Please state how many lines in the records below contain the word "options"; the number alone is the answer.

*** Opening of SUPPLIED DATA ***

//! Persisted plugin settings.
//!
//! The settings blob is a single JSON object. Loading is lenient: every scalar
//! setting falls back to its default on its own, and presets and fields are
//! validated one by one so that a corrupt entry never costs the rest of the
//! collection.

use crate::error::Result;
use crate::types::{FieldType, FrontmatterField, FrontmatterPreset};
use serde::{Deserialize, Serialize};
use serde_json::Value;
use std::cell::RefCell;
use std::collections::HashSet;
use std::path::{Path, PathBuf};
use tracing::{debug, info};

pub const DEFAULT_TEMPLATE_FOLDER: &str = "Templates";
pub const DEFAULT_DATE_FORMAT: &str = "YYYY-MM-DD";
pub const MAX_RECENT_TEMPLATES: usize = 10;

/// The settings aggregate.
#[derive(Debug, Clone, PartialEq, Serialize, Deserialize)]
#[serde(rename_all = "camelCase")]
pub struct Settings {
    pub template_folder_path: String,
    pub enable_templater_integration: bool,
    pub enable_frontmatter_merge: bool,
    pub default_date_format: String,
    pub frontmatter_presets: Vec<FrontmatterPreset>,
    pub recently_used_templates: Vec<String>,
}

impl Default for Settings {
    fn default() -> Self {
        Self {
            template_folder_path: DEFAULT_TEMPLATE_FOLDER.to_string(),
            enable_templater_integration: true,
            enable_frontmatter_merge: true,
            default_date_format: DEFAULT_DATE_FORMAT.to_string(),
            frontmatter_presets: Vec::new(),
            recently_used_templates: Vec::new(),
        }
    }
}

impl Settings {
    /// Build settings from a persisted blob, healing whatever is malformed.
    pub fn from_value(value: &Value) -> Self {
        let defaults = Settings::default();
        let get_str = |key: &str, fallback: String| {
            value
                .get(key)
                .and_then(Value::as_str)
                .map(str::to_string)
                .unwrap_or(fallback)
        };
        let get_bool = |key: &str, fallback: bool| {
            value.get(key).and_then(Value::as_bool).unwrap_or(fallback)
        };

        Self {
            template_folder_path: get_str("templateFolderPath", defaults.template_folder_path),
            enable_templater_integration: get_bool(
                "enableTemplaterIntegration",
                defaults.enable_templater_integration,
            ),
            enable_frontmatter_merge: get_bool(
                "enableFrontmatterMerge",
                defaults.enable_frontmatter_merge,
            ),
            default_date_format: get_str("defaultDateFormat", defaults.default_date_format),
            frontmatter_presets: normalize_presets(value.get("frontmatterPresets")),
            recently_used_templates: value
                .get("recentlyUsedTemplates")
                .and_then(Value::as_array)
                .map(|items| {
                    items
                        .iter()
                        .filter_map(Value::as_str)
                        .map(str::to_string)
                        .collect()
                })
                .unwrap_or_default(),
        }
    }

    /// Look up a preset by id.
    pub fn preset(&self, id: &str) -> Option<&FrontmatterPreset> {
        self.frontmatter_presets.iter().find(|p| p.id == id)
    }
}

/// Normalize a persisted preset collection. Anything that is not an array
/// becomes empty; unusable presets are dropped individually.
pub fn normalize_presets(value: Option<&Value>) -> Vec<FrontmatterPreset> {
    let Some(items) = value.and_then(Value::as_array) else {
        if value.is_some_and(|v| !v.is_null()) {
            debug!("frontmatterPresets is not an array, resetting");
        }
        return Vec::new();
    };

    let mut seen = HashSet::new();
    let mut presets = Vec::with_capacity(items.len());
    for item in items {
        match normalize_preset(item) {
            Some(preset) => {
                if seen.insert(preset.id.clone()) {
                    presets.push(preset);
                } else {
                    debug!(id = %preset.id, "dropping preset with duplicate id");
                }
            }
            None => debug!("dropping malformed preset"),
        }
    }
    presets
}

fn normalize_preset(value: &Value) -> Option<FrontmatterPreset> {
    let id = value.get("id")?.as_str().filter(|s| !s.is_empty())?;
    let name = value.get("name")?.as_str()?;
    let fields = value.get("fields")?.as_array()?;

    Some(FrontmatterPreset {
        id: id.to_string(),
        name: name.to_string(),
        fields: fields.iter().filter_map(normalize_field).collect(),
        description: value
            .get("description")
            .and_then(Value::as_str)
            .map(str::to_string),
    })
}

fn normalize_field(value: &Value) -> Option<FrontmatterField> {
    let key = value.get("key")?.as_str()?;
    let type_name = value.get("type")?.as_str()?;
    let label = value.get("label")?.as_str()?;
    let default = value.get("default")?.as_str()?;

    let field_type = FieldType::parse(type_name).unwrap_or_else(|| {
        debug!(key, type_name, "unknown field type, treating as text");
        FieldType::Text
    });

    let options = value
        .get("options")
        .and_then(Value::as_array)
        .map(|opts| {
            opts.iter()
                .filter_map(Value::as_str)
                .map(str::to_string)
                .collect()
        })
        .unwrap_or_default();

    Some(FrontmatterField {
        key: key.to_string(),
        field_type,
        label: label.to_string(),
        default: default.to_string(),
        options,
        use_templater_timestamp: value
            .get("useTemplaterTimestamp")
            .and_then(Value::as_bool)
            .unwrap_or(false),
    })
}

/// Host-provided storage for the raw settings blob.
pub trait SettingsStorage {
    /// Read the stored blob, `None` if nothing has been saved yet.
    fn load(&self) -> Result<Option<Value>>;

    fn save(&self, data: &Value) -> Result<()>;
}

/// Stores settings as a JSON file (an Obsidian plugin's `data.json`).
#[derive(Debug, Clone)]
pub struct JsonFileStorage {
    path: PathBuf,
}

impl JsonFileStorage {
    pub fn new(path: impl Into<PathBuf>) -> Self {
        Self { path: path.into() }
    }

    /// Default location of the settings blob inside a vault.
    pub fn in_vault(vault_root: &Path) -> Self {
        Self::new(
            vault_root
                .join(".obsidian")
                .join("plugins")
                .join("fast-templater")
                .join("data.json"),
        )
    }

    pub fn path(&self) -> &Path {
        &self.path
    }
}

impl SettingsStorage for JsonFileStorage {
    fn load(&self) -> Result<Option<Value>> {
        if !self.path.is_file() {
            return Ok(None);
        }
        let content = std::fs::read_to_string(&self.path)?;
        if content.trim().is_empty() {
            return Ok(None);
        }
        Ok(Some(serde_json::from_str(&content)?))
    }

    fn save(&self, data: &Value) -> Result<()> {
        if let Some(parent) = self.path.parent() {
            std::fs::create_dir_all(parent)?;
        }
        std::fs::write(&self.path, serde_json::to_string_pretty(data)?)?;
        Ok(())
    }
}

/// In-memory storage, for tests and embedding.
#[derive(Debug, Default)]
pub struct MemoryStorage {
    data: RefCell<Option<Value>>,
}

impl MemoryStorage {
    pub fn new() -> Self {
        Self::default()
    }

    pub fn with_data(data: Value) -> Self {
        Self {
            data: RefCell::new(Some(data)),
        }
    }

    /// The last saved blob.
    pub fn data(&self) -> Option<Value> {
        self.data.borrow().clone()
    }
}

impl SettingsStorage for MemoryStorage {
    fn load(&self) -> Result<Option<Value>> {
        Ok(self.data.borrow().clone())
    }

    fn save(&self, data: &Value) -> Result<()> {
        *self.data.borrow_mut() = Some(data.clone());
        Ok(())
    }
}

/// Owns the current settings value and its storage.
#[derive(Debug)]
pub struct SettingsManager<S: SettingsStorage> {
    storage: S,
    settings: Settings,
}

impl<S: SettingsStorage> SettingsManager<S> {
    /// Create a manager holding default settings. Call [`load`](Self::load)
    /// to read the persisted state.
    pub fn new(storage: S) -> Self {
        Self {
            storage,
            settings: Settings::default(),
        }
    }

    /// Create a manager and load the persisted state.
    pub fn open(storage: S) -> Result<Self> {
        let mut manager = Self::new(storage);
        manager.load()?;
        Ok(manager)
    }

    pub fn load(&mut self) -> Result<&Settings> {
        self.settings = match self.storage.load()? {
            Some(value) => Settings::from_value(&value),
            None => Settings::default(),
        };
        Ok(&self.settings)
    }

    pub fn get(&self) -> &Settings {
        &self.settings
    }

    pub fn get_mut(&mut self) -> &mut Settings {
        &mut self.settings
    }

    pub fn save(&self) -> Result<()> {
        let value = serde_json::to_value(&self.settings)?;
        self.storage.save(&value)?;
        debug!(presets = self.settings.frontmatter_presets.len(), "settings saved");
        Ok(())
    }

    pub fn storage(&self) -> &S {
        &self.storage
    }

    /// Move `path` to the front of the recently used list and persist. The
    /// list is left untouched if the save fails.
    pub fn record_recent_template(&mut self, path: &str) -> Result<()> {
        let mut recent = self.settings.recently_used_templates.clone();
        recent.retain(|p| p != path);
        recent.insert(0, path.to_string());
        recent.truncate(MAX_RECENT_TEMPLATES);

        let previous = std::mem::replace(&mut self.settings.recently_used_templates, recent);
        if let Err(e) = self.save() {
            self.settings.recently_used_templates = previous;
            return Err(e);
        }
        info!(template = path, "recorded recent template");
        Ok(())
    }
}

*** Close of SUPPLIED DATA ***

**RESULT**
3